Deepfake detection models often exhibit poor generalization to unseen manipulation methods. Method: This paper proposes a generalizable detection framework grounded in kinematic inconsistency. Its core innovation is the introduction of “facial motion bases,” wherein an autoencoder decomposes facial landmark trajectories to explicitly model and manipulate natural biomechanical dependencies across facial regions; anomalous motions are then injected into real videos via facial warping, generating synthetic forgeries with physiologically implausible dynamics. This approach moves beyond conventional reliance on inter-frame flickering artifacts, compelling detectors to learn more robust motion-consistency features. Contribution/Results: The method achieves state-of-the-art generalization performance across multiple benchmarks, significantly improving detection accuracy on previously unseen deepfake generation techniques.

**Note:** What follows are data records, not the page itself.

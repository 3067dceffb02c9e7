//! Terminal summaries for `fbundle` runs.
//!
//! Formatting lives here so the pipeline only returns data and the output
//! format can change in one place.

use std::collections::HashMap;

use chrono::NaiveDate;

use crate::domain::ExpirationSource;
use crate::expiry::{BuildState, ScrapeStats};

/// What `fbundle expirations` reports.
#[derive(Debug, Clone)]
pub struct ExpirationSummary {
    pub cache_path: String,
    pub downloaded: bool,
    pub state: BuildState,
    pub entries: usize,
    pub scrape: Option<ScrapeStats>,
}

/// What `fbundle ingest` reports.
#[derive(Debug, Clone)]
pub struct IngestSummary {
    pub expirations: ExpirationSummary,
    pub specs: usize,
    pub rows_read: usize,
    pub rows_dropped: usize,
    pub rows_malformed: usize,
    pub contracts: usize,
    pub roots: usize,
    pub skipped_without_meta: usize,
    pub by_source: HashMap<ExpirationSource, usize>,
    pub daily_files: usize,
    pub out_dir: String,
}

pub fn format_expiration_summary(summary: &ExpirationSummary) -> String {
    let mut out = String::new();
    let mode = if summary.downloaded { "scraped" } else { "loaded from cache" };
    out.push_str(&format!("Expiration table: {} entries ({mode})\n", summary.entries));
    out.push_str(&format!("Cache: {}\n", summary.cache_path));
    if summary.state != BuildState::Ready {
        out.push_str(&format!("State: {:?}\n", summary.state));
    }
    if let Some(stats) = &summary.scrape {
        out.push_str(&format!(
            "Calendars: fetched={} failed={} shared={} rows={}\n",
            stats.roots_fetched, stats.roots_failed, stats.cache_hits, stats.rows
        ));
    }
    out
}

pub fn format_ingest_summary(summary: &IngestSummary) -> String {
    let mut out = String::new();
    out.push_str("=== fbundle - futures bundle ===\n");
    out.push_str(&format_expiration_summary(&summary.expirations));
    out.push_str(&format!("Vendor specs: {}\n", summary.specs));
    out.push_str(&format!(
        "Price rows: read={} dropped={} malformed={}\n",
        summary.rows_read, summary.rows_dropped, summary.rows_malformed
    ));
    out.push_str(&format!(
        "Contracts: {} across {} roots ({} skipped without root metadata)\n",
        summary.contracts, summary.roots, summary.skipped_without_meta
    ));
    out.push_str(&format_source_counts(&summary.by_source));
    out.push_str(&format!("Wrote {} daily files to {}\n", summary.daily_files, summary.out_dir));
    out
}

/// One line per expiration source, in precedence order, with its share.
pub fn format_source_counts(by_source: &HashMap<ExpirationSource, usize>) -> String {
    let total: usize = by_source.values().sum();
    let mut out = String::from("Expiration sources:\n");
    for source in ExpirationSource::ALL {
        let n = by_source.get(&source).copied().unwrap_or(0);
        let pct = if total == 0 { 0.0 } else { 100.0 * n as f64 / total as f64 };
        out.push_str(&format!("  {:<18} {:>6} ({pct:>5.1}%)\n", source.label(), n));
    }
    out
}

/// `symbol  date` lines for `fbundle lookup`.
pub fn format_lookups(rows: &[(String, Result<NaiveDate, String>)]) -> String {
    let width = rows.iter().map(|(s, _)| s.len()).max().unwrap_or(0);
    let mut out = String::new();
    for (symbol, result) in rows {
        match result {
            Ok(date) => out.push_str(&format!("{symbol:<width$}  {date}\n")),
            Err(e) => out.push_str(&format!("{symbol:<width$}  error: {e}\n")),
        }
    }
    out
}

Generalizing deepfake detection to unseen manipulations remains a key challenge. A recent approach to tackle this issue is to train a network with pristine face images that have been manipulated with hand-crafted artifacts to extract more generalizable clues. While effective for static images, extending this to the video domain is an open issue. Existing methods model temporal artifacts as frame-to-frame instabilities, overlooking a key vulnerability: the violation of natural motion dependencies between different facial regions. In this paper, we propose a synthetic video generation method that creates training data with subtle kinematic inconsistencies. We train an autoencoder to decompose facial landmark configurations into motion bases. By manipulating these bases, we selectively break the natural correlations in facial movements and introduce these artifacts into pristine videos via face morphing. A network trained on our data learns to spot these sophisticated biomechanical flaws, achieving state-of-the-art generalization results on several popular benchmarks.